On the EU-Russia summit agenda is a discussion of "common democratic values that underpin EU-Russian relations," according to an EU statement issued Tuesday. Regarding the Yukos case, EU leaders meeting Putin are to "recall the need for the fair, nondiscriminatory and proportional application of the law by the Russian authorities," and that defendents "must be granted due process."

US officials have also taken a tough line, even as Russian-born American ci- tizen Simon Kukes took over the leadership of YukosSibneft Tuesday, after Khodorkovsky stepped down as CEO in a statement from his jail cell Monday.

Ironically, that move may enable the oil baron to take on Putin directly if he wishes, in a presidential vote next March, or in the 2008 election. Oil industry veteran Mr. Kukes - who played a role in the Kremlin-approved sale of a $6 billion stake in Tyumen Oil Co. to British Petroleum recently - is among three Americans in the top leadership of YukosSibneft, which is Russia's largest oil firm.

Moscow renewed its crackdown on Yukos Thursday by threatening to remove operating rights to key oilfields.

"Clearly there is a political factor here which, in our view, may well be the driving factor and [explain] why the law is being applied selectively to one oligarch and not to anyone else, at least at this stage," said a senior State Department official, according to Reuters. "There have been some very pointed conversations at high levels .... Over time, this issue could have some broader implications for the relationship, but I think it's far too early to make any predictions in that regard."

Putin has worked overtime to reassure investors that Russia still deserves their cash, that a review of 1990s privatizations is not underway, and that his policy known as "managed democracy" is intact. Before leaving for Rome, he told Italian journalists that there was "nothing extraordinary" in the Yukos case, and that top executives were often arrested in the US "directly in their companies' offices" with "handcuffs." He accused the US of "double standards" and said "no one questioned the existence of the rule of law" in those arrests. Noting rumors of a renationalization, Putin said "we must not allow events to develop in this negative way."

But Prime Minister Mikhail Kasyanov - an ally of Putin's pro-business chief of staff Alexander Voloshin, who has resigned over the Yukos affair - broke ranks, saying he was "deeply concerned" by the share seizure, the largest in the post-Soviet era.

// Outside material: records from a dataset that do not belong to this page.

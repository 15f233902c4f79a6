// Language-Model Assistant Client
//
// OpenRouter-compatible chat completions. Models are tried in configured
// order until one returns a reply; the first JSON object in the reply is
// mapped onto canonical fields.

use super::{build_http_client, SourceAdapter, SourceError, SourcePayload};
use crate::error::EnrichError;
use crate::types::{put_list, put_text, CanonicalField, FieldMap, Lookup, SourceKind};
use async_trait::async_trait;
use regex::Regex;
use serde::{Deserialize, Serialize};
use serde_json::Value;
use std::sync::OnceLock;
use std::time::Duration;
use tracing::{debug, info, warn};

pub const DEFAULT_BASE_URL: &str = "https://openrouter.ai/api/v1/chat/completions";

pub const DEFAULT_MODELS: [&str; 5] = [
    "perplexity/sonar-reasoning",
    "perplexity/sonar-deep-research",
    "perplexity/sonar-reasoning-pro",
    "perplexity/sonar-pro",
    "perplexity/llama-3.1-sonar-large-128k-online",
];

pub const DEFAULT_MAX_TOKENS: u32 = 2048;

#[derive(Debug, Serialize)]
struct ChatRequest<'a> {
    model: &'a str,
    messages: Vec<ChatMessage<'a>>,
    max_tokens: u32,
}

#[derive(Debug, Serialize)]
struct ChatMessage<'a> {
    role: &'a str,
    content: &'a str,
}

#[derive(Debug, Deserialize)]
struct ChatResponse {
    #[serde(default)]
    choices: Vec<ChatChoice>,
}

#[derive(Debug, Deserialize)]
struct ChatChoice {
    message: ChatReply,
}

#[derive(Debug, Deserialize)]
struct ChatReply {
    #[serde(default)]
    content: Option<String>,
}

/// Keys requested from the model
#[derive(Debug, Default, Deserialize)]
#[serde(default)]
struct AssistantAnswer {
    synonyms: Vec<String>,
    chemical_classes: Vec<String>,
    description: String,
    molecular_formula: String,
    molecular_weight: Option<Value>,
    biological_roles: Vec<String>,
    common_name: String,
    iupac_name: String,
}

pub struct AssistantClient {
    client: reqwest::Client,
    endpoint: String,
    api_key: String,
    models: Vec<String>,
    max_tokens: u32,
}

impl AssistantClient {
    pub fn new(
        api_key: String,
        models: Vec<String>,
        max_tokens: u32,
        endpoint: Option<String>,
        timeout: Duration,
    ) -> Result<Self, EnrichError> {
        if api_key.trim().is_empty() {
            return Err(EnrichError::Config("assistant API key is empty".into()));
        }
        let models = if models.is_empty() {
            DEFAULT_MODELS.iter().map(|m| m.to_string()).collect()
        } else {
            models
        };

        Ok(Self {
            client: build_http_client(timeout)?,
            endpoint: endpoint.unwrap_or_else(|| DEFAULT_BASE_URL.to_string()),
            api_key,
            models,
            max_tokens,
        })
    }

    /// Try each model in order; the first non-empty reply wins
    async fn complete(&self, prompt: &str) -> Result<String, SourceError> {
        let mut last_error = SourceError::Unavailable("no assistant models configured".into());

        for model in &self.models {
            info!(model = %model, "Querying assistant model");
            let request = ChatRequest {
                model,
                messages: vec![ChatMessage {
                    role: "user",
                    content: prompt,
                }],
                max_tokens: self.max_tokens,
            };

            let result = self
                .client
                .post(&self.endpoint)
                .bearer_auth(&self.api_key)
                .header("HTTP-Referer", "https://mek-enrich.local")
                .header("X-Title", "MEK Enricher")
                .json(&request)
                .send()
                .await;

            let response = match result {
                Ok(response) => response,
                Err(e) => {
                    warn!(model = %model, error = %e, "Assistant request failed");
                    last_error = e.into();
                    continue;
                }
            };

            if !response.status().is_success() {
                warn!(model = %model, status = %response.status(), "Assistant model returned error");
                last_error = SourceError::from_status(response.status(), "assistant request");
                continue;
            }

            let body: ChatResponse = match response.json().await {
                Ok(body) => body,
                Err(e) => {
                    warn!(model = %model, error = %e, "Assistant reply not decodable");
                    last_error = e.into();
                    continue;
                }
            };

            match body.choices.into_iter().next().and_then(|c| c.message.content) {
                Some(content) if !content.trim().is_empty() => {
                    debug!(model = %model, chars = content.len(), "Assistant reply received");
                    return Ok(content);
                }
                _ => {
                    warn!(model = %model, "Assistant reply had no choices");
                    last_error = SourceError::MalformedResponse(format!("no choices from {}", model));
                }
            }
        }

        Err(last_error)
    }
}

#[async_trait]
impl SourceAdapter for AssistantClient {
    fn kind(&self) -> SourceKind {
        SourceKind::Assistant
    }

    fn accepts(&self, lookup: &Lookup) -> bool {
        lookup.is_name_only() && !lookup.entity_name.trim().is_empty()
    }

    async fn fetch(&self, lookup: &Lookup) -> Result<SourcePayload, SourceError> {
        let prompt = build_prompt(&lookup.entity_name);
        let reply = self.complete(&prompt).await?;
        let fields = parse_reply(&reply)?;
        Ok(SourcePayload::from_fields(fields))
    }
}

/// Prompt asking for a single JSON object with fixed keys
pub fn build_prompt(name: &str) -> String {
    format!(
        r#"Please provide information about the metabolite "{name}" in JSON format.

Include:
1. Alternative names and synonyms
2. Chemical classification (super class, class, sub class)
3. Biological description and function
4. Molecular formula and molecular weight if available
5. Metabolic pathways or biological roles

Respond with one JSON object using exactly these keys:
{{
  "synonyms": [],
  "chemical_classes": [],
  "description": "",
  "molecular_formula": "",
  "molecular_weight": "",
  "biological_roles": [],
  "common_name": "",
  "iupac_name": ""
}}

Use empty strings or empty arrays for anything unknown."#
    )
}

fn json_object_pattern() -> &'static Regex {
    static PATTERN: OnceLock<Regex> = OnceLock::new();
    PATTERN.get_or_init(|| Regex::new(r"(?s)\{.*\}").expect("static regex"))
}

/// Map the first JSON object in a free-text reply onto canonical fields
pub fn parse_reply(reply: &str) -> Result<FieldMap, SourceError> {
    let block = json_object_pattern()
        .find(reply)
        .map(|m| m.as_str())
        .ok_or_else(|| SourceError::MalformedResponse("no JSON object in assistant reply".into()))?;

    let answer: AssistantAnswer = match serde_json::from_str(block) {
        Ok(answer) => answer,
        // Raw newlines inside string literals are a common model mistake
        Err(_) => serde_json::from_str(&block.replace(['\n', '\r'], " "))?,
    };

    let mut fields = FieldMap::new();
    put_list(&mut fields, CanonicalField::Synonyms, answer.synonyms);
    put_list(&mut fields, CanonicalField::ChemicalClasses, answer.chemical_classes);
    put_list(&mut fields, CanonicalField::BiologicalRoles, answer.biological_roles);
    put_text(&mut fields, CanonicalField::Description, answer.description);
    put_text(&mut fields, CanonicalField::Formula, answer.molecular_formula);
    put_text(&mut fields, CanonicalField::CommonName, answer.common_name);
    put_text(&mut fields, CanonicalField::IupacName, answer.iupac_name);
    match answer.molecular_weight {
        Some(Value::String(weight)) => put_text(&mut fields, CanonicalField::MolecularWeight, weight),
        Some(Value::Number(weight)) => {
            put_text(&mut fields, CanonicalField::MolecularWeight, weight.to_string())
        }
        _ => {}
    }

    Ok(fields)
}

US investment bank JP Morgan said it anticipates "further unnerving changes in the government in November," and that Moody's Investors Service had been "premature in giving Russia investment-grade status." Moody's said Wednesday it had put Yukos's debt rating on negative outlook.

Concern about a drift toward authoritarian rule extends beyond the boardroom. Independent television was reined in early in the Putin era, and there are signs that print media, too, is coming under pressure.

Pavel Felgenhauer, a well-known independent military analyst and columnist, whose writing is frequently scathing about Kremlin policies toward Chechnya and strategic affairs, says he was told last week that one of his client papers, Moskovsky Komsomolets, was dropping him after receiving a letter from the Putin camp, alleging that he was a "supporter" of exiled oligarch and Putin foe Boris Berezovsky.

"They are cracking down on what is left of a free press," says Mr. Felgenhauer, who adds that he doesn't know or like Mr. Berezovsky and has never worked for any of his media outlets. "This is an authoritarian regime, and such regimes are dangerous for those they are suppressing inside and to their neighbors."

While Putin said this week that freedom of speech in Russia is an "indisputable fact" that "we will protect" Felgenhauer says the string of recent events means that, over time, "Russia will not modernize; it will stagnate, or even collapse economically."